The AP geolocated and analyzed 10 attacks, among the deadliest between Oct. 7 and Dec. 24, finding that they struck homes and shelters with families living inside. In no case was there an obvious military target or direct warning to those inside. In one case, the family said they had raised a white flag on their building in a combat zone. In total, the attacks killed more than 500 people, including the two bombings that wiped out the Salems and three others that killed 30 members of the al-Agha family.

Latest strikes

Despite the outcry, Israel attacked Gaza again on Monday and witnesses reported explosions in the south of the besieged area. However, fighting had largely subsided on the second day of a “pause” called by the army to facilitate aid deliveries.

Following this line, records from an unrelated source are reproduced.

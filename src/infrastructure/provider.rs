use crate::config::ModerationConfig;
use crate::services::provider::{AnalysisProvider, HttpAnalysisProvider, StaticAnalysisProvider};
use std::sync::Arc;
use tracing::info;

pub async fn setup_provider(config: &ModerationConfig) -> anyhow::Result<Arc<dyn AnalysisProvider>> {
    let provider: Arc<dyn AnalysisProvider> = match config.provider_kind.as_str() {
        "static" => Arc::new(StaticAnalysisProvider::new()),
        _ => Arc::new(HttpAnalysisProvider::new(
            config.provider_base_url.clone(),
            config.provider_timeout(),
        )?),
    };

    // Warm up the provider connection
    if provider.health_check().await.is_ok() {
        info!("🔍 Analysis provider '{}' reachable", provider.name());
    } else {
        tracing::warn!(
            "⚠️  Analysis provider unreachable! Uploads will fall back to error verdicts with mandatory review."
        );
    }

    Ok(provider)
}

The relative calm came when Israeli Prime Minister Benjamin Netanyahu dissolved his war cabinet, reflecting the political fractures in the country.

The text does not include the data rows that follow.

use async_trait::async_trait;
use axum::{
    body::Body,
    http::{Request, StatusCode},
};
use http_body_util::BodyExt;
use moderation_backend::config::ModerationConfig;
use moderation_backend::entities::prelude::*;
use moderation_backend::infrastructure::database;
use moderation_backend::models::{CallbackDelivery, UsageIntent, Verdict};
use moderation_backend::services::callbacks::{CallbackError, ReceiveOutcome};
use moderation_backend::services::moderation::UploadRequest;
use moderation_backend::services::provider::{
    AnalysisProvider, BatchItem, ProviderError, benign_signals,
};
use moderation_backend::services::queue::QueueError;
use moderation_backend::{AppState, create_app};
use sea_orm::{Database, EntityTrait};
use serde_json::{Value, json};
use std::path::Path;
use std::sync::Arc;
use std::sync::atomic::{AtomicBool, Ordering};
use tower::ServiceExt;

async fn setup_test_db() -> sea_orm::DatabaseConnection {
    let db = Database::connect("sqlite::memory:").await.unwrap();
    database::run_migrations(&db).await.unwrap();
    db
}

struct RecordingProvider {
    batches: std::sync::Mutex<Vec<String>>,
    signals: moderation_backend::models::AnalysisSignals,
    fail_submit: AtomicBool,
}

impl RecordingProvider {
    fn new() -> Arc<Self> {
        Arc::new(Self {
            batches: std::sync::Mutex::new(Vec::new()),
            signals: benign_signals(),
            fail_submit: AtomicBool::new(false),
        })
    }

    fn with_nudity(score: f64) -> Arc<Self> {
        let mut signals = benign_signals();
        if let Some(n) = signals.nudity_detection.as_mut() {
            n.nudity_score = score;
            n.has_nudity = true;
        }
        Arc::new(Self {
            batches: std::sync::Mutex::new(Vec::new()),
            signals,
            fail_submit: AtomicBool::new(false),
        })
    }
}

#[async_trait]
impl AnalysisProvider for RecordingProvider {
    async fn analyze(
        &self,
        _filename: &str,
        _bytes: &[u8],
        _context_type: &str,
    ) -> Result<moderation_backend::models::AnalysisSignals, ProviderError> {
        Ok(self.signals.clone())
    }

    async fn submit_batch(
        &self,
        batch_id: &str,
        _items: &[BatchItem],
    ) -> Result<(), ProviderError> {
        if self.fail_submit.load(Ordering::SeqCst) {
            return Err(ProviderError::Unavailable("submit outage".to_string()));
        }
        self.batches.lock().unwrap().push(batch_id.to_string());
        Ok(())
    }

    async fn health_check(&self) -> Result<(), ProviderError> {
        Ok(())
    }

    fn name(&self) -> &'static str {
        "recording"
    }
}

fn png_bytes() -> Vec<u8> {
    let img = image::RgbImage::new(32, 32);
    let mut out = Vec::new();
    image::DynamicImage::ImageRgb8(img)
        .write_to(
            &mut std::io::Cursor::new(&mut out),
            image::ImageFormat::Png,
        )
        .unwrap();
    out
}

fn upload(tenant: &str, intent: UsageIntent) -> UploadRequest {
    UploadRequest {
        filename: "portrait.png".to_string(),
        bytes: png_bytes(),
        tenant: tenant.to_string(),
        usage_intent: intent,
        context_type: "portfolio_image".to_string(),
    }
}

fn test_config(media_root: &Path) -> ModerationConfig {
    let mut config = ModerationConfig::default();
    config.media_root = media_root.to_path_buf();
    config.provider_max_retries = 1;
    config.retry_backoff_base_secs = 0;
    config
}

fn delivery(status: &str, score: f64) -> CallbackDelivery {
    CallbackDelivery {
        moderation_status: status.to_string(),
        moderation_score: score,
        callback_data: json!({"model": "v2"}),
    }
}

fn approved_delivery() -> CallbackDelivery {
    delivery("approved", 12.5)
}

#[tokio::test]
async fn test_async_upload_then_callback_applies_once() {
    let dir = tempfile::tempdir().unwrap();
    let provider = RecordingProvider::new();
    let db = setup_test_db().await;
    let state = AppState::build(db.clone(), test_config(dir.path()), provider.clone());

    let record = state
        .moderation
        .process_upload_async(upload("alice", UsageIntent::Paysite), "batch-1")
        .await
        .unwrap();
    assert_eq!(record.verdict, "pending");
    assert_eq!(provider.batches.lock().unwrap().as_slice(), ["batch-1"]);

    // First delivery applies.
    let outcome = state
        .callbacks
        .receive("batch-1", &approved_delivery())
        .await
        .unwrap();
    assert_eq!(outcome, ReceiveOutcome::Applied);

    let updated = ModerationRecords::find_by_id(&record.id)
        .one(&db)
        .await
        .unwrap()
        .unwrap();
    assert_eq!(updated.verdict, "approved");
    assert_eq!(updated.combined_risk_score, 12.5);

    let media = MediaLibrary::find().all(&db).await.unwrap();
    assert_eq!(media.len(), 1);
    assert_eq!(media[0].moderation_status, "approved");

    // Payload stored verbatim on the callback row.
    let slots = PendingCallbacks::find().all(&db).await.unwrap();
    assert_eq!(slots[0].status, "completed");
    let payload = slots[0].callback_payload.as_ref().unwrap();
    assert_eq!(payload["callback_data"]["model"], "v2");

    // Replay is a harmless no-op.
    let outcome = state
        .callbacks
        .receive("batch-1", &approved_delivery())
        .await
        .unwrap();
    assert_eq!(outcome, ReceiveOutcome::Replayed);
    let after_replay = ModerationRecords::find_by_id(&record.id)
        .one(&db)
        .await
        .unwrap()
        .unwrap();
    assert_eq!(after_replay.updated_at, updated.updated_at);
}

#[tokio::test]
async fn test_flagged_callback_creates_review_item() {
    let dir = tempfile::tempdir().unwrap();
    let db = setup_test_db().await;
    let state = AppState::build(db.clone(), test_config(dir.path()), RecordingProvider::new());

    let record = state
        .moderation
        .process_upload_async(upload("alice", UsageIntent::PublicSite), "batch-7")
        .await
        .unwrap();

    let outcome = state
        .callbacks
        .receive("batch-7", &delivery("flagged", 72.0))
        .await
        .unwrap();
    assert_eq!(outcome, ReceiveOutcome::Applied);

    let updated = ModerationRecords::find_by_id(&record.id)
        .one(&db)
        .await
        .unwrap()
        .unwrap();
    assert_eq!(updated.verdict, "flagged");
    assert!(updated.human_review_required);

    // The record must be reachable through the review queue, exactly once.
    let items = ReviewQueueItems::find().all(&db).await.unwrap();
    assert_eq!(items.len(), 1);
    assert_eq!(items[0].moderation_record_id, record.id);
    assert_eq!(items[0].queue_type, "policy_flag");
    assert_eq!(items[0].status, "pending");

    // Replay does not duplicate the item.
    let outcome = state
        .callbacks
        .receive("batch-7", &delivery("flagged", 72.0))
        .await
        .unwrap();
    assert_eq!(outcome, ReceiveOutcome::Replayed);
    assert_eq!(ReviewQueueItems::find().all(&db).await.unwrap().len(), 1);
}

#[tokio::test]
async fn test_submit_failure_still_stages_upload() {
    let dir = tempfile::tempdir().unwrap();
    let provider = RecordingProvider::new();
    provider.fail_submit.store(true, Ordering::SeqCst);
    let db = setup_test_db().await;
    let state = AppState::build(db.clone(), test_config(dir.path()), provider.clone());

    // The provider rejects the batch, but the record and callback slot are
    // durable, so the uploader still gets the pending record back.
    let record = state
        .moderation
        .process_upload_async(upload("alice", UsageIntent::Paysite), "batch-8")
        .await
        .unwrap();
    assert_eq!(record.verdict, "pending");
    assert_eq!(PendingCallbacks::find().all(&db).await.unwrap().len(), 1);
    assert!(provider.batches.lock().unwrap().is_empty());

    // Once the provider recovers, the sweep re-issues the batch.
    provider.fail_submit.store(false, Ordering::SeqCst);
    let report = state.callbacks.sweep().await;
    assert_eq!(report.retried, 1);
    assert_eq!(provider.batches.lock().unwrap().as_slice(), ["batch-8"]);
}

#[tokio::test]
async fn test_callback_for_unknown_batch_is_not_found() {
    let dir = tempfile::tempdir().unwrap();
    let db = setup_test_db().await;
    let state = AppState::build(db, test_config(dir.path()), RecordingProvider::new());

    let err = state
        .callbacks
        .receive("no-such-batch", &approved_delivery())
        .await
        .unwrap_err();
    assert!(matches!(err, CallbackError::NotFound(_)));
}

#[tokio::test]
async fn test_register_pending_is_idempotent() {
    let dir = tempfile::tempdir().unwrap();
    let db = setup_test_db().await;
    let state = AppState::build(db.clone(), test_config(dir.path()), RecordingProvider::new());

    let first = state
        .callbacks
        .register_pending("media-1", "batch-9", "alice")
        .await
        .unwrap();
    let second = state
        .callbacks
        .register_pending("media-1", "batch-9", "alice")
        .await
        .unwrap();

    assert_eq!(first.id, second.id);
    assert_eq!(PendingCallbacks::find().all(&db).await.unwrap().len(), 1);
}

#[tokio::test]
async fn test_sweep_retries_then_times_out() {
    let dir = tempfile::tempdir().unwrap();
    let provider = RecordingProvider::new();
    let db = setup_test_db().await;
    let mut config = test_config(dir.path());
    config.callback_max_retries = 1;
    let state = AppState::build(db.clone(), config, provider.clone());

    let record = state
        .moderation
        .process_upload_async(upload("alice", UsageIntent::PublicSite), "batch-2")
        .await
        .unwrap();

    // Backoff base is zero, so the slot is due immediately. First sweep
    // re-issues the batch.
    let report = state.callbacks.sweep().await;
    assert_eq!(report.retried, 1);
    assert_eq!(report.timed_out, 0);
    assert_eq!(provider.batches.lock().unwrap().len(), 2);

    // Second sweep exhausts the single retry: timeout + forced review item.
    let report = state.callbacks.sweep().await;
    assert_eq!(report.timed_out, 1);

    let slots = PendingCallbacks::find().all(&db).await.unwrap();
    assert_eq!(slots[0].status, "timeout");

    let updated = ModerationRecords::find_by_id(&record.id)
        .one(&db)
        .await
        .unwrap()
        .unwrap();
    assert_eq!(updated.verdict, "error");
    assert!(updated.human_review_required);

    let items = ReviewQueueItems::find().all(&db).await.unwrap();
    assert_eq!(items.len(), 1);
    assert_eq!(items[0].queue_type, "callback_timeout");

    // A late delivery after timeout conflicts instead of resurrecting.
    let err = state
        .callbacks
        .receive("batch-2", &approved_delivery())
        .await
        .unwrap_err();
    assert!(matches!(err, CallbackError::Conflict(_)));
}

#[tokio::test]
async fn test_review_resolution_publishes_and_is_final() {
    let dir = tempfile::tempdir().unwrap();
    let provider = RecordingProvider::with_nudity(85.0);
    let db = setup_test_db().await;
    let state = AppState::build(db.clone(), test_config(dir.path()), provider);

    let record = state
        .moderation
        .process_upload(upload("alice", UsageIntent::PublicSite))
        .await
        .unwrap();
    assert_eq!(record.verdict, "flagged");

    let items = state.queue.list(Some("pending"), None).await.unwrap();
    assert_eq!(items.len(), 1);

    let resolved = state
        .queue
        .resolve(&items[0].id, Verdict::Approved)
        .await
        .unwrap();
    assert_eq!(resolved.record.verdict, "approved");
    assert!(!resolved.record.human_review_required);
    let location = resolved.record.final_location.as_deref().unwrap();
    assert!(location.contains("/public/"));
    assert!(Path::new(location).exists());

    // Media rows reference the library copy, not the published one.
    let media = MediaLibrary::find().all(&db).await.unwrap();
    assert_eq!(media.len(), 1);
    assert!(media[0].file_path.contains("/media/"));
    assert!(Path::new(&media[0].file_path).exists());

    // Resolving twice conflicts.
    let err = state
        .queue
        .resolve(&items[0].id, Verdict::Rejected)
        .await
        .unwrap_err();
    assert!(matches!(err, QueueError::Conflict(_)));
}

#[tokio::test]
async fn test_auto_blocked_record_cannot_be_approved() {
    let dir = tempfile::tempdir().unwrap();
    // Underage via the provider signals.
    let mut signals = benign_signals();
    if let Some(f) = signals.face_analysis.as_mut() {
        f.faces_detected = true;
        f.face_count = 1;
        f.underage_detected = true;
        f.min_age = Some(15);
    }
    let provider = Arc::new(RecordingProvider {
        batches: std::sync::Mutex::new(Vec::new()),
        signals,
        fail_submit: AtomicBool::new(false),
    });
    let db = setup_test_db().await;
    let state = AppState::build(db, test_config(dir.path()), provider);

    state
        .moderation
        .process_upload(upload("alice", UsageIntent::Private))
        .await
        .unwrap();

    let items = state.queue.list(Some("pending"), None).await.unwrap();
    assert_eq!(items.len(), 1);
    assert_eq!(items[0].queue_type, "underage");

    let err = state
        .queue
        .resolve(&items[0].id, Verdict::Approved)
        .await
        .unwrap_err();
    assert!(matches!(err, QueueError::Conflict(_)));

    // Confirming the rejection is the only way out.
    let resolved = state
        .queue
        .resolve(&items[0].id, Verdict::Rejected)
        .await
        .unwrap();
    assert_eq!(resolved.record.verdict, "rejected");
}

#[tokio::test]
async fn test_http_surface_health_callback_and_queue() {
    let dir = tempfile::tempdir().unwrap();
    let db = setup_test_db().await;
    let state = AppState::build(db, test_config(dir.path()), RecordingProvider::new());
    let app = create_app(state);

    let response = app
        .clone()
        .oneshot(
            Request::builder()
                .uri("/health")
                .body(Body::empty())
                .unwrap(),
        )
        .await
        .unwrap();
    assert_eq!(response.status(), StatusCode::OK);
    let body = response.into_body().collect().await.unwrap().to_bytes();
    let health: Value = serde_json::from_slice(&body).unwrap();
    assert_eq!(health["status"], "ok");
    assert_eq!(health["provider_reachable"], true);

    // Unknown batch surfaces as 404.
    let response = app
        .clone()
        .oneshot(
            Request::builder()
                .method("POST")
                .uri("/callbacks/ghost-batch")
                .header("content-type", "application/json")
                .body(Body::from(
                    serde_json::to_vec(&approved_delivery()).unwrap(),
                ))
                .unwrap(),
        )
        .await
        .unwrap();
    assert_eq!(response.status(), StatusCode::NOT_FOUND);

    // Empty queue lists cleanly.
    let response = app
        .oneshot(
            Request::builder()
                .uri("/queue?status=pending")
                .body(Body::empty())
                .unwrap(),
        )
        .await
        .unwrap();
    assert_eq!(response.status(), StatusCode::OK);
    let body = response.into_body().collect().await.unwrap().to_bytes();
    let items: Value = serde_json::from_slice(&body).unwrap();
    assert_eq!(items, json!([]));
}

David Mencer, spokesman for the prime minister’s office, said the body was dissolved following the resignation of centrist leader Benny Gantz, who had called for the formation of a war cabinet in order to join a unity government.

The “pause” in aid deliveries along a route in the south of the Gaza Strip during the day, announced by the Israeli military over the weekend, appeared to continue on Monday.

The Health Ministry in the Hamas-ruled Gaza Strip said it had recorded ten deaths in the past 24 hours, one of the lowest daily death tolls since the war began.

Palestinian officials reported tank fire there early Monday, before the start of the daily “local, tactical pause in military activities” announced by the army.

In Gaza City, medics at Al-Ahli Hospital said at least five people were killed in two separate airstrikes, and witnesses reported tank fire in the Zeitun district.

Residents reported that at least one attack hit the Bureij refugee camp in central Gaza.

The military said the disruption “will continue from 8:00 a.m. (05:00 GMT) to 7:00 p.m. (16:00 GMT) daily until further notice for humanitarian reasons along the road from the Kerem Shalom crossing to Salah al-Din Street and then north.”

The military said troops were still deployed in Rafah and the center of the Gaza Strip. There had been “close combat” in which several insurgents had been killed.

Since ground troops entered Rafah against Hamas in early May, they have killed hundreds of militants and found “hundreds” of tunnel shafts, a military statement said on Monday.

“Waiting” for Hamas

In a message for the Muslim festival of sacrifice Eid al-Adha late Sunday, US President Joe Biden called for the implementation of a ceasefire plan he outlined last month, saying it was “the best way to end the violence in the Gaza Strip”.

Biden’s plan calls for an initial six-week pause in fighting and the release of hostages by Hamas in exchange for the release of Palestinian prisoners held in Israel.

Hamas insists on the complete withdrawal of Israeli forces and a permanent ceasefire. Netanyahu’s far-right coalition partners firmly reject a ceasefire.

He also regularly faces street protests by tens of thousands demanding an agreement to release the hostages.